Saved entries
-*-

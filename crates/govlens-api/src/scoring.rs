//! Client for a hosted credit-default scoring model
//!
//! The model endpoint takes `{"data": {<feature>: <value>, ...}}` and answers
//! `{"result": {"score": <probability>}}`; some deployments wrap the result
//! in a one-element array.

use serde::{Deserialize, Serialize};
use serde_json::Value;
use tracing::{debug, instrument};

use crate::client::{truncate, MAX_ERROR_BODY};
use crate::config::ScoringConfig;
use crate::error::ApiError;
use crate::Result;

/// Features the model was trained on, in its column naming
#[derive(Debug, Clone, Copy, PartialEq, Eq, Serialize, Deserialize)]
pub struct ScoringFeatures {
    #[serde(rename = "PAY_0")]
    pub pay_0: i64,
    #[serde(rename = "PAY_2")]
    pub pay_2: i64,
    #[serde(rename = "PAY_3")]
    pub pay_3: i64,
    #[serde(rename = "PAY_4")]
    pub pay_4: i64,
    #[serde(rename = "LIMIT_BAL")]
    pub limit_bal: i64,
    #[serde(rename = "BILL_AMT1")]
    pub bill_amt1: i64,
}

#[derive(Debug, Serialize)]
struct ScoringRequest<'a> {
    data: &'a ScoringFeatures,
}

#[derive(Debug, Deserialize)]
struct ScoreResult {
    score: f64,
}

#[derive(Debug, Deserialize)]
#[serde(untagged)]
enum ResultPayload {
    Single(ScoreResult),
    Batch(Vec<ScoreResult>),
}

#[derive(Debug, Deserialize)]
struct ScoringResponse {
    result: ResultPayload,
}

/// Scoring endpoint client
#[derive(Debug, Clone)]
pub struct ScoringClient {
    config: ScoringConfig,
    http_client: reqwest::Client,
}

impl ScoringClient {
    pub fn new(config: ScoringConfig) -> Result<Self> {
        let http_client = reqwest::Client::builder()
            .user_agent(concat!("govlens/", env!("CARGO_PKG_VERSION")))
            .timeout(config.timeout)
            .build()?;

        Ok(ScoringClient {
            config,
            http_client,
        })
    }

    /// Create client from `SCORING_URL` / `SCORING_KEY`
    pub fn from_env() -> Result<Self> {
        Self::new(ScoringConfig::from_env()?)
    }

    /// Score one application; returns the model's repayment probability.
    #[instrument(level = "debug", skip(self))]
    pub async fn score(&self, features: &ScoringFeatures) -> Result<f64> {
        let endpoint = self.config.endpoint().path().to_string();
        let key = self.config.api_key();

        let response = self
            .http_client
            .post(self.config.endpoint().clone())
            .basic_auth(key, Some(key))
            .json(&ScoringRequest { data: features })
            .send()
            .await?;

        let status = response.status();
        if !status.is_success() {
            let body = response.text().await.unwrap_or_default();
            return Err(ApiError::Status {
                endpoint,
                status: status.as_u16(),
                body: truncate(&body, MAX_ERROR_BODY),
            });
        }

        let bytes = response.bytes().await?;
        let score = parse_score(&bytes).map_err(|source| ApiError::Decode {
            endpoint: endpoint.clone(),
            source,
        })?;
        debug!(endpoint = %endpoint, score = score, "scored application");
        Ok(score)
    }
}

fn parse_score(bytes: &[u8]) -> std::result::Result<f64, serde_json::Error> {
    let body: Value = serde_json::from_slice(bytes)?;
    let response: ScoringResponse = serde_json::from_value(body)?;
    match response.result {
        ResultPayload::Single(result) => Ok(result.score),
        ResultPayload::Batch(results) => results.first().map(|r| r.score).ok_or_else(|| {
            <serde_json::Error as serde::de::Error>::custom("empty result array")
        }),
    }
}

-*-

- [What is being asked]:
Copy every record above exactly as it stands.

- [Answer below]:
filename crates/govlens-api/src/scoring.rs
//! Client for a hosted credit-default scoring model
//!
//! The model endpoint takes `{"data": {<feature>: <value>, ...}}` and answers
//! `{"result": {"score": <probability>}}`; some deployments wrap the result
//! in a one-element array.

use serde::{Deserialize, Serialize};
use serde_json::Value;
use tracing::{debug, instrument};

use crate::client::{truncate, MAX_ERROR_BODY};
use crate::config::ScoringConfig;
use crate::error::ApiError;
use crate::Result;

/// Features the model was trained on, in its column naming
#[derive(Debug, Clone, Copy, PartialEq, Eq, Serialize, Deserialize)]
pub struct ScoringFeatures {
    #[serde(rename = "PAY_0")]
    pub pay_0: i64,
    #[serde(rename = "PAY_2")]
    pub pay_2: i64,
    #[serde(rename = "PAY_3")]
    pub pay_3: i64,
    #[serde(rename = "PAY_4")]
    pub pay_4: i64,
    #[serde(rename = "LIMIT_BAL")]
    pub limit_bal: i64,
    #[serde(rename = "BILL_AMT1")]
    pub bill_amt1: i64,
}

#[derive(Debug, Serialize)]
struct ScoringRequest<'a> {
    data: &'a ScoringFeatures,
}

#[derive(Debug, Deserialize)]
struct ScoreResult {
    score: f64,
}

#[derive(Debug, Deserialize)]
#[serde(untagged)]
enum ResultPayload {
    Single(ScoreResult),
    Batch(Vec<ScoreResult>),
}

#[derive(Debug, Deserialize)]
struct ScoringResponse {
    result: ResultPayload,
}

/// Scoring endpoint client
#[derive(Debug, Clone)]
pub struct ScoringClient {
    config: ScoringConfig,
    http_client: reqwest::Client,
}

impl ScoringClient {
    pub fn new(config: ScoringConfig) -> Result<Self> {
        let http_client = reqwest::Client::builder()
            .user_agent(concat!("govlens/", env!("CARGO_PKG_VERSION")))
            .timeout(config.timeout)
            .build()?;

        Ok(ScoringClient {
            config,
            http_client,
        })
    }

    /// Create client from `SCORING_URL` / `SCORING_KEY`
    pub fn from_env() -> Result<Self> {
        Self::new(ScoringConfig::from_env()?)
    }

    /// Score one application; returns the model's repayment probability.
    #[instrument(level = "debug", skip(self))]
    pub async fn score(&self, features: &ScoringFeatures) -> Result<f64> {
        let endpoint = self.config.endpoint().path().to_string();
        let key = self.config.api_key();

        let response = self
            .http_client
            .post(self.config.endpoint().clone())
            .basic_auth(key, Some(key))
            .json(&ScoringRequest { data: features })
            .send()
            .await?;

        let status = response.status();
        if !status.is_success() {
            let body = response.text().await.unwrap_or_default();
            return Err(ApiError::Status {
                endpoint,
                status: status.as_u16(),
                body: truncate(&body, MAX_ERROR_BODY),
            });
        }

        let bytes = response.bytes().await?;
        let score = parse_score(&bytes).map_err(|source| ApiError::Decode {
            endpoint: endpoint.clone(),
            source,
        })?;
        debug!(endpoint = %endpoint, score = score, "scored application");
        Ok(score)
    }
}

fn parse_score(bytes: &[u8]) -> std::result::Result<f64, serde_json::Error> {
    let body: Value = serde_json::from_slice(bytes)?;
    let response: ScoringResponse = serde_json::from_value(body)?;
    match response.result {
        ResultPayload::Single(result) => Ok(result.score),
        ResultPayload::Batch(results) => results.first().map(|r| r.score).ok_or_else(|| {
            <serde_json::Error as serde::de::Error>::custom("empty result array")
        }),
    }
}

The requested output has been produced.